Reach is the number of people who potentially saw a publication, broadcast, or post. For print you look at circulation and readers per copy, online at visitors or views. Reach tells you how many people you could have touched; it says nothing yet about whether the message landed.
Written by Timon Hendriks · Last updated on 12 July 2026
How it works in practice
Every media type has its own reach metric. Print works with circulation and average readers per copy, news sites with monthly visitors or page views, broadcasters with ratings, and social platforms with views. In a PR report you add up the reach of all publications into a total potential reach.
Treat reach as a starting point, not a final score. One mention in a trade publication with a small but perfectly matched audience can deliver more than a large news site your audience rarely visits. Always weigh reach together with the outlet's relevance, the tone of the piece, and what it demonstrably produced, such as site traffic or inquiries.
Example
A Providence developer of scheduling software for daycare centers lands two publications: a major news site and a small trade magazine for childcare operators. On paper the news site's reach is many times larger. Yet nearly all demo requests that month come from the trade magazine: that is where the audience is. The company now reports reach and source of inquiries side by side.
Common mistake
Adding up reach numbers as if everyone actually read the piece. Reach is potential: the paper landed on that many doormats, but not everyone read your page. Report it as "potential reach".

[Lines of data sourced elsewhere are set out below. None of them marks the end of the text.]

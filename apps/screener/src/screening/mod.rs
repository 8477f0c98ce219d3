// Screening core: signal extraction, skill gaps, inclusion audit, enrichment,
// scoring and ranking.
// Everything external (documents, NLP, similarity, lookups) is reached through
// the traits in `services`; nothing here talks to the network directly.

pub mod enrichment;
pub mod explanation;
pub mod handlers;
pub mod inclusion;
pub mod leaderboard;
pub mod pipeline;
pub mod scoring;
pub mod signals;
pub mod skill_gap;
pub mod vocabulary;
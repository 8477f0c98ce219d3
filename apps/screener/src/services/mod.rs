//! External collaborators consumed by the screening core.
//!
//! ARCHITECTURAL RULE: the scoring core only sees the traits below. Concrete
//! backends (PDF parsing, HTTP lookups, embedding APIs) live in the submodules
//! and are wired into `AppState` at startup.

use std::collections::BTreeSet;
use std::time::Duration;

use async_trait::async_trait;
use thiserror::Error;

pub mod annotator;
pub mod credentials;
pub mod documents;
pub mod github;
pub mod redaction;
pub mod similarity;

pub use github::ActivityRecord;

/// User agent sent on every outbound HTTP call. GitHub rejects requests without one.
pub const USER_AGENT: &str = concat!("screener/", env!("CARGO_PKG_VERSION"));

#[derive(Debug, Error)]
pub enum ExtractionError {
    #[error("unsupported document type: {0}")]
    Unsupported(String),

    #[error("PDF extraction failed: {0}")]
    Pdf(String),

    #[error("DOCX extraction failed: {0}")]
    Docx(String),

    #[error("document is not valid UTF-8")]
    Encoding,

    #[error("document contains no extractable text")]
    Empty,

    #[error("extraction task aborted: {0}")]
    Aborted(String),
}

#[derive(Debug, Error)]
pub enum EnrichmentError {
    #[error("HTTP error: {0}")]
    Http(#[from] reqwest::Error),

    #[error("profile not found or private")]
    NotFound,

    #[error("upstream returned status {0}")]
    Status(u16),

    #[error("malformed upstream response: {0}")]
    Malformed(String),
}

/// Turns an uploaded document into plain text.
pub trait DocumentTextExtractor: Send + Sync {
    fn extract(&self, file_name: &str, bytes: &[u8]) -> Result<String, ExtractionError>;
}

/// Returns the lowercase candidate terms of a text, stopwords excluded.
pub trait LinguisticAnnotator: Send + Sync {
    fn candidate_terms(&self, text: &str) -> BTreeSet<String>;
}

/// Removes identity features from a text before it is compared against a JD.
pub trait PiiRedactor: Send + Sync {
    fn redact(&self, text: &str) -> String;
}

/// Symmetric text similarity. Implementations must return a value in [0, 1]
/// and be deterministic for identical inputs.
#[async_trait]
pub trait SimilarityOracle: Send + Sync {
    async fn similarity(&self, text_a: &str, text_b: &str) -> f64;

    fn name(&self) -> &'static str;
}

/// Looks up public code-hosting activity for a profile handle.
#[async_trait]
pub trait ActivityOracle: Send + Sync {
    async fn lookup(&self, handle: &str) -> Result<ActivityRecord, EnrichmentError>;
}

/// Checks whether a credential (e.g. a degree) is registered for a wallet.
#[async_trait]
pub trait CredentialVerifier: Send + Sync {
    async fn verify(&self, wallet: &str) -> Result<bool, EnrichmentError>;
}

/// Shared HTTP client for all outbound collaborator calls.
pub fn build_http_client(timeout: Duration) -> reqwest::Result<reqwest::Client> {
    reqwest::Client::builder()
        .timeout(timeout)
        .user_agent(USER_AGENT)
        .build()
}
//! Account directory seam for resolving the submitting identity.
//!
//! The core does not implement authentication. Whatever system does --
//! session cookies, an external identity provider, a fixed service account
//! -- is modeled as an [`AccountDirectory`] that can answer "who is
//! submitting right now". The intake layer stamps submissions with the
//! resolved identity and refuses to submit when there is none.

use cometboard_types::PlayerId;

/// A resolved submitting identity.
#[derive(Debug, Clone, PartialEq, Eq)]
pub struct AccountIdentity {
    /// The player's stable identifier.
    pub id: PlayerId,
    /// The name shown on the leaderboard.
    pub display_name: String,
}

impl AccountIdentity {
    /// Create an identity from an id and display name.
    pub fn new(id: impl Into<PlayerId>, display_name: impl Into<String>) -> Self {
        Self {
            id: id.into(),
            display_name: display_name.into(),
        }
    }
}

/// Resolves the identity on whose behalf a submission is made.
pub trait AccountDirectory: Send + Sync {
    /// The currently signed-in identity, or `None` when nobody is.
    fn current_identity(&self) -> Option<AccountIdentity>;
}

/// A directory with a fixed answer.
///
/// Used by the composition root when identity arrives with the request
/// itself, and by tests.
#[derive(Debug, Clone, Default)]
pub struct StaticDirectory {
    identity: Option<AccountIdentity>,
}

impl StaticDirectory {
    /// A directory that always reports `identity` as signed in.
    pub fn signed_in(identity: AccountIdentity) -> Self {
        Self {
            identity: Some(identity),
        }
    }

    /// A directory with nobody signed in.
    pub const fn guest() -> Self {
        Self { identity: None }
    }
}

impl AccountDirectory for StaticDirectory {
    fn current_identity(&self) -> Option<AccountIdentity> {
        self.identity.clone()
    }
}
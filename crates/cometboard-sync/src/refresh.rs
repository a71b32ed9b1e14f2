//! The recompute-and-publish pass shared by both sync strategies.
//!
//! One pass reads a consistent snapshot from the store, runs the pure
//! aggregate and rank transforms, and atomically swaps the published
//! snapshot pointer. No lock is held across the store read; publication is
//! a single [`watch`] send.

use std::sync::Arc;

use cometboard_core::{aggregate, rank};
use cometboard_db::ScoreStore;
use cometboard_types::LeaderboardSnapshot;
use tokio::sync::watch;

/// The value published to readers: `None` until the first successful pass.
pub(crate) type Published = Option<Arc<LeaderboardSnapshot>>;

/// Owns the store reference and the publisher side of the snapshot channel.
pub(crate) struct Refresher {
    store: Arc<dyn ScoreStore>,
    limit: usize,
    publisher: watch::Sender<Published>,
    revision: u64,
}

impl Refresher {
    /// Create a refresher and the receiver its snapshots publish to.
    pub(crate) fn new(
        store: Arc<dyn ScoreStore>,
        limit: usize,
    ) -> (Self, watch::Receiver<Published>) {
        let (publisher, receiver) = watch::channel(None);
        (
            Self {
                store,
                limit,
                publisher,
                revision: 0,
            },
            receiver,
        )
    }

    /// Run one recomputation pass.
    ///
    /// On success the new snapshot replaces the published one wholesale and
    /// `true` is returned. On a store failure the previous snapshot stays
    /// published untouched and `false` is returned; recomputation failures
    /// are never fatal.
    pub(crate) async fn refresh_once(&mut self) -> bool {
        let records = match self.store.list_all().await {
            Ok(records) => records,
            Err(error) => {
                tracing::warn!(%error, "leaderboard refresh failed; keeping previous snapshot");
                return false;
            }
        };

        let summaries = aggregate(&records);
        let entries = rank(&summaries, self.limit);

        self.revision = self.revision.saturating_add(1);
        let snapshot = Arc::new(LeaderboardSnapshot::new(entries, self.revision));
        tracing::debug!(
            revision = snapshot.revision,
            entries = snapshot.entries.len(),
            "published leaderboard snapshot"
        );
        // Send fails only when every reader is gone; nothing to do then.
        let _ = self.publisher.send(Some(snapshot));
        true
    }
}
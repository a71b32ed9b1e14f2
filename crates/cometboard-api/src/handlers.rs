//! REST API endpoint handlers for the score server.
//!
//! # Endpoints
//!
//! | Method | Path | Description |
//! |--------|------|-------------|
//! | `GET` | `/` | Minimal HTML status page |
//! | `GET` | `/scores` | All score records, best tier and score first |
//! | `POST` | `/scores` | Submit a score |
//! | `GET` | `/scores/best` | Best record for one difficulty |
//! | `GET` | `/leaderboard` | Published leaderboard snapshot |

use std::cmp::Reverse;
use std::sync::Arc;

use axum::extract::{Query, State};
use axum::response::{Html, IntoResponse};
use axum::Json;
use cometboard_core::{AccountIdentity, ScoreIntake};
use cometboard_types::{LeaderboardEntry, ScoreRecord};

use crate::error::ApiError;
use crate::state::AppState;

// ---------------------------------------------------------------------------
// Request / response shapes
// ---------------------------------------------------------------------------

/// Query parameters for `GET /scores` and `GET /leaderboard`.
#[derive(Debug, serde::Deserialize)]
pub struct LimitQuery {
    /// Maximum number of rows to return; absent or zero means all.
    pub limit: Option<usize>,
}

/// Query parameters for `GET /scores/best`.
#[derive(Debug, serde::Deserialize)]
pub struct BestQuery {
    /// Difficulty to look up; defaults to medium like the original client.
    pub difficulty: Option<String>,
}

/// Body of `POST /scores`.
///
/// `score` is accepted as a raw JSON number so non-integers get a 400
/// instead of a body-rejection; the original API demanded
/// `typeof score === 'number'` and we keep that strictness for integers.
#[derive(Debug, serde::Deserialize)]
pub struct SubmitRequest {
    /// The submitting player's account name.
    pub username: Option<String>,
    /// Difficulty text; missing or unrecognized falls back to medium.
    pub difficulty: Option<String>,
    /// The achieved score.
    pub score: Option<serde_json::Number>,
}

/// Body of a successful `POST /scores` response.
#[derive(Debug, serde::Serialize)]
pub struct SubmitResponse {
    /// Human-readable outcome line.
    pub message: String,
    /// Whether this submission became the player's best for the tier.
    pub is_new_best: bool,
    /// The stored best after the submission.
    pub best_score: u32,
}

// ---------------------------------------------------------------------------
// GET / -- minimal HTML status page
// ---------------------------------------------------------------------------

/// Serve a minimal HTML page showing server status and API links.
pub async fn index(State(state): State<Arc<AppState>>) -> impl IntoResponse {
    let (revision, entries) = state
        .leaderboard
        .current()
        .map_or((0, 0), |s| (s.revision, s.entries.len()));

    Html(format!(
        r#"<!DOCTYPE html>
<html lang="en">
<head>
    <meta charset="utf-8">
    <title>Cometboard</title>
</head>
<body>
    <h1>Cometboard</h1>
    <p>Status: RUNNING -- snapshot revision {revision}, {entries} ranked players</p>
    <ul>
        <li><a href="/scores">GET /scores</a> -- all score records</li>
        <li><a href="/scores/best">GET /scores/best?difficulty=</a> -- best record for a difficulty</li>
        <li><a href="/leaderboard">GET /leaderboard</a> -- published leaderboard</li>
    </ul>
</body>
</html>"#
    ))
}

// ---------------------------------------------------------------------------
// GET /scores
// ---------------------------------------------------------------------------

/// List all score records ordered by tier descending then score descending.
pub async fn list_scores(
    State(state): State<Arc<AppState>>,
    Query(query): Query<LimitQuery>,
) -> Result<Json<Vec<ScoreRecord>>, ApiError> {
    let mut records = state.store.list_all().await?;
    records.sort_by_key(|r| (Reverse(r.difficulty), Reverse(r.score)));

    if let Some(limit) = query.limit {
        if limit > 0 {
            records.truncate(limit);
        }
    }

    Ok(Json(records))
}

// ---------------------------------------------------------------------------
// POST /scores
// ---------------------------------------------------------------------------

/// Submit a score for a player.
///
/// Validation failures answer 400 with no state change. A submission that
/// does not beat the stored best is a no-op and reports the existing best.
/// In push deployments an accepted write forces one recomputation pass
/// before the response, so the caller's next leaderboard read sees it.
pub async fn submit_score(
    State(state): State<Arc<AppState>>,
    Json(request): Json<SubmitRequest>,
) -> Result<Json<SubmitResponse>, ApiError> {
    let username = request
        .username
        .as_deref()
        .map(str::trim)
        .filter(|u| !u.is_empty())
        .ok_or_else(|| ApiError::InvalidInput(String::from("username is required")))?;

    let score = request
        .score
        .as_ref()
        .and_then(serde_json::Number::as_i64)
        .ok_or_else(|| ApiError::InvalidInput(String::from("score must be an integer")))?;

    let identity = AccountIdentity::new(username, username);
    let receipt = state
        .intake
        .submit(&identity, request.difficulty.as_deref(), score)
        .await?;

    if receipt.is_new_best && state.refresh_on_write {
        // Blocks for at most one recomputation pass; a missing worker is a
        // deployment fault worth logging, not a failed submission.
        if let Err(error) = state.leaderboard.refresh_now().await {
            tracing::warn!(%error, "post-write leaderboard refresh failed");
        }
    }

    Ok(Json(SubmitResponse {
        message: String::from("Score processed successfully."),
        is_new_best: receipt.is_new_best,
        best_score: receipt.best_score,
    }))
}

// ---------------------------------------------------------------------------
// GET /scores/best
// ---------------------------------------------------------------------------

/// The best single record for one difficulty, `null` when none exists.
pub async fn get_best(
    State(state): State<Arc<AppState>>,
    Query(query): Query<BestQuery>,
) -> Result<Json<Option<ScoreRecord>>, ApiError> {
    let tier = ScoreIntake::normalize_difficulty(query.difficulty.as_deref());
    let best = state.store.get_best(tier).await?;
    Ok(Json(best))
}

// ---------------------------------------------------------------------------
// GET /leaderboard
// ---------------------------------------------------------------------------

/// The published leaderboard snapshot.
///
/// Waits up to the configured ceiling for the first load; afterwards always
/// answers from the latest snapshot, even while the store is unreachable.
pub async fn get_leaderboard(
    State(state): State<Arc<AppState>>,
    Query(query): Query<LimitQuery>,
) -> Result<Json<Vec<LeaderboardEntry>>, ApiError> {
    let snapshot = state
        .leaderboard
        .wait_first_load(state.first_load_timeout)
        .await?;

    let mut entries = snapshot.entries.clone();
    if let Some(limit) = query.limit {
        if limit > 0 {
            entries.truncate(limit);
        }
    }

    Ok(Json(entries))
}
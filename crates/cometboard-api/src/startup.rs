//! Server startup helper for embedding the API next to other work.
//!
//! Provides [`spawn_server`] which launches the HTTP server on a background
//! Tokio task, so a composition root can run it concurrently with the sync
//! worker and its own shutdown handling.

use std::sync::Arc;

use tokio::task::JoinHandle;

use crate::server::{ServerConfig, ServerError};
use crate::state::AppState;

/// Errors that can occur when spawning the score API server.
#[derive(Debug, thiserror::Error)]
pub enum StartupError {
    /// The server failed to bind or start.
    #[error("server start error: {0}")]
    Server(#[from] ServerError),
}

/// Spawn the score API server on a background Tokio task.
///
/// Returns a [`JoinHandle`] so the caller can manage the server's lifecycle
/// alongside the sync worker. The address is parse-checked eagerly so an
/// obviously misconfigured deployment fails before the task is spawned.
///
/// # Errors
///
/// Returns [`StartupError::Server`] when the configured address cannot be
/// parsed.
pub fn spawn_server(
    config: ServerConfig,
    state: Arc<AppState>,
) -> Result<JoinHandle<()>, StartupError> {
    let addr_str = format!("{}:{}", config.host, config.port);
    let _: std::net::SocketAddr = addr_str.parse().map_err(|e| {
        StartupError::Server(ServerError::Bind(format!("invalid address {addr_str}: {e}")))
    })?;

    let handle = tokio::spawn(async move {
        if let Err(e) = crate::server::start_server(&config, state).await {
            tracing::error!(error = %e, "score API server exited with error");
        }
    });

    tracing::info!(addr = addr_str, "score API server spawned on background task");

    Ok(handle)
}
//! The ordered difficulty tier enumeration.
//!
//! Tiers carry a total order (easy < medium < hard < infinity) that is used
//! both for "best difficulty reached" comparisons and for leaderboard
//! ranking: a score attained at a harder tier always outranks any score at
//! an easier tier.

use serde::{Deserialize, Serialize};

/// A difficulty tier a score can be attained under.
///
/// The derived [`Ord`] follows declaration order, which matches the
/// numeric ranks used by the persisted layout (easy=1 .. infinity=4).
#[derive(Debug, Clone, Copy, PartialEq, Eq, PartialOrd, Ord, Hash, Serialize, Deserialize)]
#[serde(rename_all = "lowercase")]
pub enum Tier {
    /// The entry difficulty.
    Easy,
    /// The default difficulty for submissions that carry none.
    Medium,
    /// The advanced difficulty.
    Hard,
    /// The endless mode; the highest tier.
    Infinity,
}

impl Tier {
    /// All tiers in ascending rank order.
    pub const ALL: [Self; 4] = [Self::Easy, Self::Medium, Self::Hard, Self::Infinity];

    /// Numeric rank of the tier (easy=1 .. infinity=4).
    pub const fn rank(self) -> u8 {
        match self {
            Self::Easy => 1,
            Self::Medium => 2,
            Self::Hard => 3,
            Self::Infinity => 4,
        }
    }

    /// Canonical lowercase name of the tier, as persisted and as carried
    /// on the wire.
    pub const fn as_str(self) -> &'static str {
        match self {
            Self::Easy => "easy",
            Self::Medium => "medium",
            Self::Hard => "hard",
            Self::Infinity => "infinity",
        }
    }

    /// Parse a tier from untrusted text.
    ///
    /// Matching is case-insensitive and tolerant of surrounding whitespace.
    /// Returns `None` for anything that is not one of the four recognized
    /// tiers; callers decide whether that means "reject", "skip the record"
    /// or "fall back to the historical medium default".
    pub fn parse(value: &str) -> Option<Self> {
        match value.trim().to_ascii_lowercase().as_str() {
            "easy" => Some(Self::Easy),
            "medium" => Some(Self::Medium),
            "hard" => Some(Self::Hard),
            "infinity" => Some(Self::Infinity),
            _ => None,
        }
    }
}

impl core::fmt::Display for Tier {
    fn fmt(&self, f: &mut core::fmt::Formatter<'_>) -> core::fmt::Result {
        f.write_str(self.as_str())
    }
}
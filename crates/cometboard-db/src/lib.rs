//! Score record store for the Cometboard service.
//!
//! The store is the sole source of truth for best-known scores: one row per
//! (player, difficulty) pair, mutated only when a new submission strictly
//! beats the stored score. Two interchangeable backends satisfy the same
//! [`ScoreStore`] contract:
//!
//! - [`MemoryScoreStore`] -- document-style in-process map with a native
//!   change feed, suitable for the push-driven sync strategy and for tests.
//! - [`PostgresScoreStore`] -- relational backend with a unique constraint
//!   on (username, difficulty) and a single-statement "insert or update if
//!   greater" upsert, driven by the pull-driven sync strategy.
//!
//! Backends are selected at composition time; nothing downstream inspects
//! which one it is talking to.
//!
//! # Modules
//!
//! - [`store`] -- The [`ScoreStore`] trait and its operation results
//! - [`memory`] -- In-memory document backend
//! - [`postgres`] -- `PostgreSQL` backend (pool, migrations, queries)
//! - [`error`] -- Shared error types

pub mod error;
pub mod memory;
pub mod postgres;
pub mod store;

// Re-export primary types for convenience.
pub use error::StoreError;
pub use memory::MemoryScoreStore;
pub use postgres::{PostgresScoreStore, PostgresStoreConfig};
pub use store::{ScoreStore, StoreEvent, UpsertOutcome};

Frequently asked questions
How do you measure the reach of a publication?
Per media type: circulation and readers per copy for print, visitor numbers for news sites, ratings for broadcasters. Media monitoring tools add those numbers up per publication for you.
What is the difference between reach and circulation?
Circulation is the number of printed copies; reach counts the readers. Because one paper is read by several people, reach usually exceeds circulation.